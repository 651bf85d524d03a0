// File: crates/plot-core/src/recording.rs
// Summary: Headless canvas that records every draw call; used by tests and benchmarks.

use crate::canvas::{Canvas, Color, FontKind, TextDirection};

#[derive(Clone, Debug, PartialEq)]
pub enum DrawCommand {
    Clear(Color),
    SetColor(Color),
    SetFillStyle(Color),
    Rectangle { x1: i32, y1: i32, x2: i32, y2: i32 },
    FilledBar { x1: i32, y1: i32, x2: i32, y2: i32 },
    Line { x1: i32, y1: i32, x2: i32, y2: i32 },
    Text { x: i32, y: i32, text: String },
    TextStyle { font: FontKind, direction: TextDirection, size: u32 },
}

/// Canvas that draws nothing and keeps the command log.
///
/// [`RecordingCanvas::lines_in`] replays the log to recover the stroke colour
/// of each line, which separates axis ticks from series segments.
#[derive(Debug, Default)]
pub struct RecordingCanvas {
    pub commands: Vec<DrawCommand>,
    color: Option<Color>,
}

impl RecordingCanvas {
    pub fn new() -> Self { Self::default() }

    pub fn is_empty(&self) -> bool { self.commands.is_empty() }

    pub fn clear_log(&mut self) {
        self.commands.clear();
        self.color = None;
    }

    /// Line commands issued while `color` was the stroke colour.
    pub fn lines_in(&self, color: Color) -> Vec<(i32, i32, i32, i32)> {
        let mut current = None;
        let mut out = Vec::new();
        for cmd in &self.commands {
            match *cmd {
                DrawCommand::SetColor(c) => current = Some(c),
                DrawCommand::Line { x1, y1, x2, y2 } if current == Some(color) => {
                    out.push((x1, y1, x2, y2));
                }
                _ => {}
            }
        }
        out
    }

    /// Text commands issued while `color` was the stroke colour.
    pub fn texts_in(&self, color: Color) -> Vec<&str> {
        let mut current = None;
        let mut out = Vec::new();
        for cmd in &self.commands {
            match cmd {
                DrawCommand::SetColor(c) => current = Some(*c),
                DrawCommand::Text { text, .. } if current == Some(color) => out.push(text.as_str()),
                _ => {}
            }
        }
        out
    }

    pub fn texts(&self) -> Vec<&str> {
        self.commands
            .iter()
            .filter_map(|c| match c {
                DrawCommand::Text { text, .. } => Some(text.as_str()),
                _ => None,
            })
            .collect()
    }

    pub fn filled_bars(&self) -> Vec<(i32, i32, i32, i32)> {
        self.commands
            .iter()
            .filter_map(|c| match *c {
                DrawCommand::FilledBar { x1, y1, x2, y2 } => Some((x1, y1, x2, y2)),
                _ => None,
            })
            .collect()
    }

    /// Stroke colour currently selected.
    pub fn current_color(&self) -> Option<Color> { self.color }
}

impl Canvas for RecordingCanvas {
    fn clear(&mut self, background: Color) {
        self.commands.push(DrawCommand::Clear(background));
    }
    fn set_color(&mut self, color: Color) {
        self.color = Some(color);
        self.commands.push(DrawCommand::SetColor(color));
    }
    fn set_fill_style(&mut self, color: Color) {
        self.commands.push(DrawCommand::SetFillStyle(color));
    }
    fn draw_rectangle(&mut self, x1: i32, y1: i32, x2: i32, y2: i32) {
        self.commands.push(DrawCommand::Rectangle { x1, y1, x2, y2 });
    }
    fn draw_filled_bar(&mut self, x1: i32, y1: i32, x2: i32, y2: i32) {
        self.commands.push(DrawCommand::FilledBar { x1, y1, x2, y2 });
    }
    fn draw_line(&mut self, x1: i32, y1: i32, x2: i32, y2: i32) {
        self.commands.push(DrawCommand::Line { x1, y1, x2, y2 });
    }
    fn draw_text(&mut self, x: i32, y: i32, text: &str) {
        self.commands.push(DrawCommand::Text { x, y, text: text.to_string() });
    }
    fn set_text_style(&mut self, font: FontKind, direction: TextDirection, size: u32) {
        self.commands.push(DrawCommand::TextStyle { font, direction, size });
    }
}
----
* **WORK INSTRUCTIONS**
Starting at the first entry and ending at the last, reproduce each one exactly.

* **WRITTEN ANSWER**
repository 651bf85d524d03a0
// File: crates/plot-core/src/recording.rs
// Summary: Headless canvas that records every draw call; used by tests and benchmarks.

use crate::canvas::{Canvas, Color, FontKind, TextDirection};

#[derive(Clone, Debug, PartialEq)]
pub enum DrawCommand {
    Clear(Color),
    SetColor(Color),
    SetFillStyle(Color),
    Rectangle { x1: i32, y1: i32, x2: i32, y2: i32 },
    FilledBar { x1: i32, y1: i32, x2: i32, y2: i32 },
    Line { x1: i32, y1: i32, x2: i32, y2: i32 },
    Text { x: i32, y: i32, text: String },
    TextStyle { font: FontKind, direction: TextDirection, size: u32 },
}

/// Canvas that draws nothing and keeps the command log.
///
/// [`RecordingCanvas::lines_in`] replays the log to recover the stroke colour
/// of each line, which separates axis ticks from series segments.
#[derive(Debug, Default)]
pub struct RecordingCanvas {
    pub commands: Vec<DrawCommand>,
    color: Option<Color>,
}

impl RecordingCanvas {
    pub fn new() -> Self { Self::default() }

    pub fn is_empty(&self) -> bool { self.commands.is_empty() }

    pub fn clear_log(&mut self) {
        self.commands.clear();
        self.color = None;
    }

    /// Line commands issued while `color` was the stroke colour.
    pub fn lines_in(&self, color: Color) -> Vec<(i32, i32, i32, i32)> {
        let mut current = None;
        let mut out = Vec::new();
        for cmd in &self.commands {
            match *cmd {
                DrawCommand::SetColor(c) => current = Some(c),
                DrawCommand::Line { x1, y1, x2, y2 } if current == Some(color) => {
                    out.push((x1, y1, x2, y2));
                }
                _ => {}
            }
        }
        out
    }

    /// Text commands issued while `color` was the stroke colour.
    pub fn texts_in(&self, color: Color) -> Vec<&str> {
        let mut current = None;
        let mut out = Vec::new();
        for cmd in &self.commands {
            match cmd {
                DrawCommand::SetColor(c) => current = Some(*c),
                DrawCommand::Text { text, .. } if current == Some(color) => out.push(text.as_str()),
                _ => {}
            }
        }
        out
    }

    pub fn texts(&self) -> Vec<&str> {
        self.commands
            .iter()
            .filter_map(|c| match c {
                DrawCommand::Text { text, .. } => Some(text.as_str()),
                _ => None,
            })
            .collect()
    }

    pub fn filled_bars(&self) -> Vec<(i32, i32, i32, i32)> {
        self.commands
            .iter()
            .filter_map(|c| match *c {
                DrawCommand::FilledBar { x1, y1, x2, y2 } => Some((x1, y1, x2, y2)),
                _ => None,
            })
            .collect()
    }

    /// Stroke colour currently selected.
    pub fn current_color(&self) -> Option<Color> { self.color }
}

impl Canvas for RecordingCanvas {
    fn clear(&mut self, background: Color) {
        self.commands.push(DrawCommand::Clear(background));
    }
    fn set_color(&mut self, color: Color) {
        self.color = Some(color);
        self.commands.push(DrawCommand::SetColor(color));
    }
    fn set_fill_style(&mut self, color: Color) {
        self.commands.push(DrawCommand::SetFillStyle(color));
    }
    fn draw_rectangle(&mut self, x1: i32, y1: i32, x2: i32, y2: i32) {
        self.commands.push(DrawCommand::Rectangle { x1, y1, x2, y2 });
    }
    fn draw_filled_bar(&mut self, x1: i32, y1: i32, x2: i32, y2: i32) {
        self.commands.push(DrawCommand::FilledBar { x1, y1, x2, y2 });
    }
    fn draw_line(&mut self, x1: i32, y1: i32, x2: i32, y2: i32) {
        self.commands.push(DrawCommand::Line { x1, y1, x2, y2 });
    }
    fn draw_text(&mut self, x: i32, y: i32, text: &str) {
        self.commands.push(DrawCommand::Text { x, y, text: text.to_string() });
    }
    fn set_text_style(&mut self, font: FontKind, direction: TextDirection, size: u32) {
        self.commands.push(DrawCommand::TextStyle { font, direction, size });
    }
}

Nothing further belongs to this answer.